Aim of the exercise:
Reproduce the entries shown below only from the line with "key.scalar_value() == Some(name.as_str())" down to the line with "pub enum PathStep<'a>", keeping both end lines and copying each one exactly.

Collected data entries

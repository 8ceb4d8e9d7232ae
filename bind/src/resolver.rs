//! Tag resolution for nodes that carry no explicit tag.
//!
//! A tag is chosen, in order, by:
//!   1. Path resolvers: rules matching the position of the node in the document (e.g. "every
//!      scalar under the `items` key").
//!   2. For plain scalars: the core schema inference of the parsing engine, then the implicit
//!      resolvers registered for the first character of the scalar, then those registered for
//!      any character.
//!   3. The default tag for the node's shape (`!!str`, `!!seq` or `!!map`).
//!
//! The tables live in the [`Registry`]. A [`Resolver`] borrows them and tracks, while the
//! composer walks down and up the document, which path resolvers still apply.
//!
//! [`Registry`]: crate::Registry

pub mod core;

use std::collections::HashMap;

use regex::Regex;

use crate::{
    error::{Result, YamlError},
    node::{Node, NodeKind},
    tag,
};

/// What a [`PathElement`] requires from the parent collection.
#[derive(Clone, Debug, PartialEq, Eq)]
pub enum NodeCheck {
    /// Any parent.
    Any,
    /// A parent of the given shape.
    Kind(NodeKind),
    /// A parent with the given tag.
    Tag(String),
}

/// What a [`PathElement`] requires from the position of the child within its parent.
#[derive(Clone, Debug, PartialEq, Eq)]
pub enum IndexCheck {
    /// A mapping key.
    Key,
    /// Any mapping value or sequence item.
    Any,
    /// The value of the mapping entry whose key is the given scalar.
    Field(String),
    /// The sequence item at the given position.
    Item(usize),
}

/// One step of a path resolver.
#[derive(Clone, Debug, PartialEq, Eq)]
pub struct PathElement {
    /// The check on the parent.
    pub node_check: NodeCheck,
    /// The check on the position within the parent.
    pub index_check: IndexCheck,
}

impl PathElement {
    /// The value of the mapping entry keyed `name`.
    #[must_use]
    pub fn field(name: impl Into<String>) -> Self {
        Self {
            node_check: NodeCheck::Kind(NodeKind::Mapping),
            index_check: IndexCheck::Field(name.into()),
        }
    }

    /// The sequence item at position `index`.
    #[must_use]
    pub fn item(index: usize) -> Self {
        Self {
            node_check: NodeCheck::Kind(NodeKind::Sequence),
            index_check: IndexCheck::Item(index),
        }
    }

    /// Any mapping value or sequence item.
    #[must_use]
    pub fn any() -> Self {
        Self {
            node_check: NodeCheck::Any,
            index_check: IndexCheck::Any,
        }
    }

    /// Any mapping key.
    #[must_use]
    pub fn key() -> Self {
        Self {
            node_check: NodeCheck::Kind(NodeKind::Mapping),
            index_check: IndexCheck::Key,
        }
    }

    /// Replace the check on the parent (builder-style).
    #[must_use]
    pub fn with_node_check(mut self, node_check: NodeCheck) -> Self {
        self.node_check = node_check;
        self
    }

    /// Reject elements that can never match anything.
    fn validate(&self) -> Result<()> {
        let parent = match &self.node_check {
            NodeCheck::Tag(tag) if tag.is_empty() => {
                return Err(YamlError::resolver("invalid node checker: empty tag", None));
            }
            NodeCheck::Kind(NodeKind::Scalar) => {
                return Err(YamlError::resolver(
                    "invalid node checker: a scalar has no children",
                    None,
                ));
            }
            NodeCheck::Kind(kind) => Some(*kind),
            _ => None,
        };
        let valid = match (&self.index_check, parent) {
            (IndexCheck::Key | IndexCheck::Field(_), Some(NodeKind::Sequence))
            | (IndexCheck::Item(_), Some(NodeKind::Mapping)) => false,
            _ => true,
        };
        if valid {
            Ok(())
        } else {
            Err(YamlError::resolver(
                format!(
                    "invalid index checker: {:?} cannot apply to a {}",
                    self.index_check,
                    parent.map_or_else(|| "node".to_string(), |kind| kind.to_string())
                ),
                None,
            ))
        }
    }

    fn matches(&self, step: &PathStep<'_>) -> bool {
        let (parent, index) = match step {
            PathStep::Root => return false,
            PathStep::Key(parent) => (*parent, None),
            PathStep::Value(parent, key) => (*parent, Some(Position::Value(key))),
            PathStep::Item(parent, index) => (*parent, Some(Position::Item(*index))),
        };
        let node_ok = match &self.node_check {
            NodeCheck::Any => true,
            NodeCheck::Kind(kind) => parent.kind() == *kind,
            NodeCheck::Tag(tag) => parent.tag == *tag,
        };
        node_ok
            && match (&self.index_check, index) {
                (IndexCheck::Key, None) => true,
                (IndexCheck::Any, Some(_)) => true,
                (IndexCheck::Field(name), Some(Position::Value(key))) => {
                    key.scalar_value() == Some(name.as_str())
                }
                (IndexCheck::Item(expected), Some(Position::Item(index))) => *expected == index,
                _ => false,
            }
    }
}

enum Position<'a> {
    Value(&'a Node),
    Item(usize),
}

/// Where a node about to be composed sits relative to its parent.
#[derive(Clone, Copy, Debug)]
pub enum PathStep<'a> {
    /// The node is the root of the document.
    Root,
    /// The node is a key of the given mapping.
    Key(&'a Node),
    /// The node is the value associated with the given key node in the given mapping.
    Value(&'a Node, &'a Node),
    /// The node is the item at the given position of the given sequence.
    Item(&'a Node, usize),
}

#[derive(Debug)]
pub(crate) struct PathResolver {
    path: Vec<PathElement>,
    kind: Option<NodeKind>,
    tag: String,
}

#[derive(Debug)]
struct ImplicitResolver {
    tag: String,
    regex: Regex,
}

/// The resolution tables of a [`Registry`].
///
/// [`Registry`]: crate::Registry
#[derive(Debug, Default)]
pub(crate) struct ResolverTables {
    /// Keyed by first character. `None` is the wildcard bucket.
    implicit: HashMap<Option<char>, Vec<ImplicitResolver>>,
    paths: Vec<PathResolver>,
    pub(crate) core_inference: bool,
}

impl ResolverTables {
    pub(crate) fn add_implicit_resolver(
        &mut self,
        tag: &str,
        regex: &str,
        first_chars: Option<&str>,
    ) -> Result<()> {
        if tag.is_empty() {
            return Err(YamlError::resolver("invalid implicit resolver: empty tag", None));
        }
        // Match from the start of the value, as a regex `match` would.
        let regex = Regex::new(&format!("^(?:{regex})")).map_err(|e| {
            YamlError::resolver(format!("invalid implicit resolver for '{tag}': {e}"), None)
        })?;
        let keys: Vec<Option<char>> = match first_chars {
            Some(chars) if !chars.is_empty() => chars.chars().map(Some).collect(),
            _ => vec![None],
        };
        for key in keys {
            self.implicit.entry(key).or_default().push(ImplicitResolver {
                tag: tag.to_string(),
                regex: regex.clone(),
            });
        }
        Ok(())
    }

    pub(crate) fn add_path_resolver(
        &mut self,
        tag: &str,
        path: Vec<PathElement>,
        kind: Option<NodeKind>,
    ) -> Result<()> {
        if tag.is_empty() {
            return Err(YamlError::resolver("invalid path resolver: empty tag", None));
        }
        for element in &path {
            element.validate()?;
        }
        if let Some(existing) = self
            .paths
            .iter_mut()
            .find(|resolver| resolver.path == path && resolver.kind == kind)
        {
            existing.tag = tag.to_string();
        } else {
            self.paths.push(PathResolver {
                path,
                kind,
                tag: tag.to_string(),
            });
        }
        Ok(())
    }
}

/// Tag resolution state for the composition of one document.
#[derive(Debug)]
pub struct Resolver<'r> {
    tables: &'r ResolverTables,
    /// Tags forced for the current node, keyed by node kind (`None` for any kind).
    exact_paths: Vec<HashMap<Option<NodeKind>, &'r str>>,
    /// Path resolvers that may still match a descendant of the current node.
    prefix_paths: Vec<Vec<&'r PathResolver>>,
}

impl<'r> Resolver<'r> {
    pub(crate) fn new(tables: &'r ResolverTables) -> Self {
        Self {
            tables,
            exact_paths: vec![],
            prefix_paths: vec![],
        }
    }

    /// Enter a node. Must be paired with [`Self::ascend_resolver`].
    pub fn descend_resolver(&mut self, step: PathStep<'_>) {
        if self.tables.paths.is_empty() {
            return;
        }
        let mut exact = HashMap::new();
        let mut prefix = vec![];
        if let PathStep::Root = step {
            for resolver in &self.tables.paths {
                if resolver.path.is_empty() {
                    exact.insert(resolver.kind, resolver.tag.as_str());
                } else {
                    prefix.push(resolver);
                }
            }
        } else {
            let depth = self.prefix_paths.len();
            if let Some(candidates) = self.prefix_paths.last() {
                for resolver in candidates {
                    let Some(element) = resolver.path.get(depth - 1) else {
                        continue;
                    };
                    if !element.matches(&step) {
                        continue;
                    }
                    if resolver.path.len() > depth {
                        prefix.push(*resolver);
                    } else {
                        exact.insert(resolver.kind, resolver.tag.as_str());
                    }
                }
            }
        }
        self.exact_paths.push(exact);
        self.prefix_paths.push(prefix);
    }

    /// Leave the node entered by the last [`Self::descend_resolver`].
    pub fn ascend_resolver(&mut self) {
        if self.tables.paths.is_empty() {
            return;
        }
        self.exact_paths.pop();
        self.prefix_paths.pop();
    }

    /// Determine the tag of an untagged node at the current position.
    ///
    /// `implicit.0` tells whether a plain scalar's content may be inspected. `value` is ignored for
    /// collections.
    #[must_use]
    pub fn resolve(&self, kind: NodeKind, value: Option<&str>, implicit: (bool, bool)) -> &'r str {
        if let Some(exact) = self.exact_paths.last() {
            if let Some(&tag) = exact.get(&Some(kind)).or_else(|| exact.get(&None)) {
                return tag;
            }
        }
        match kind {
            NodeKind::Scalar if implicit.0 => self.resolve_implicit(value.unwrap_or_default()),
            NodeKind::Scalar => tag::STR,
            NodeKind::Sequence => tag::SEQ,
            NodeKind::Mapping => tag::MAP,
        }
    }

    fn resolve_implicit(&self, value: &str) -> &'r str {
        if value.is_empty() {
            return tag::NULL;
        }
        // The engine reads `.` as a float. It is a string here.
        if self.tables.core_inference && value != "." {
            let inferred = core::infer(value);
            if inferred != core::CoreType::Str {
                return inferred.tag();
            }
        }
        // The bucket of the first character, then the wildcard bucket.
        let implicit = &self.tables.implicit;
        let first = value.chars().next();
        [first, None]
            .iter()
            .filter_map(|key| implicit.get(key))
            .flatten()
            .find(|resolver| resolver.regex.is_match(value))
            .map_or(tag::STR, |resolver| resolver.tag.as_str())
    }
}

Response to this exercise:
                    key.scalar_value() == Some(name.as_str())
                }
                (IndexCheck::Item(expected), Some(Position::Item(index))) => *expected == index,
                _ => false,
            }
    }
}

enum Position<'a> {
    Value(&'a Node),
    Item(usize),
}

/// Where a node about to be composed sits relative to its parent.
#[derive(Clone, Copy, Debug)]
pub enum PathStep<'a> {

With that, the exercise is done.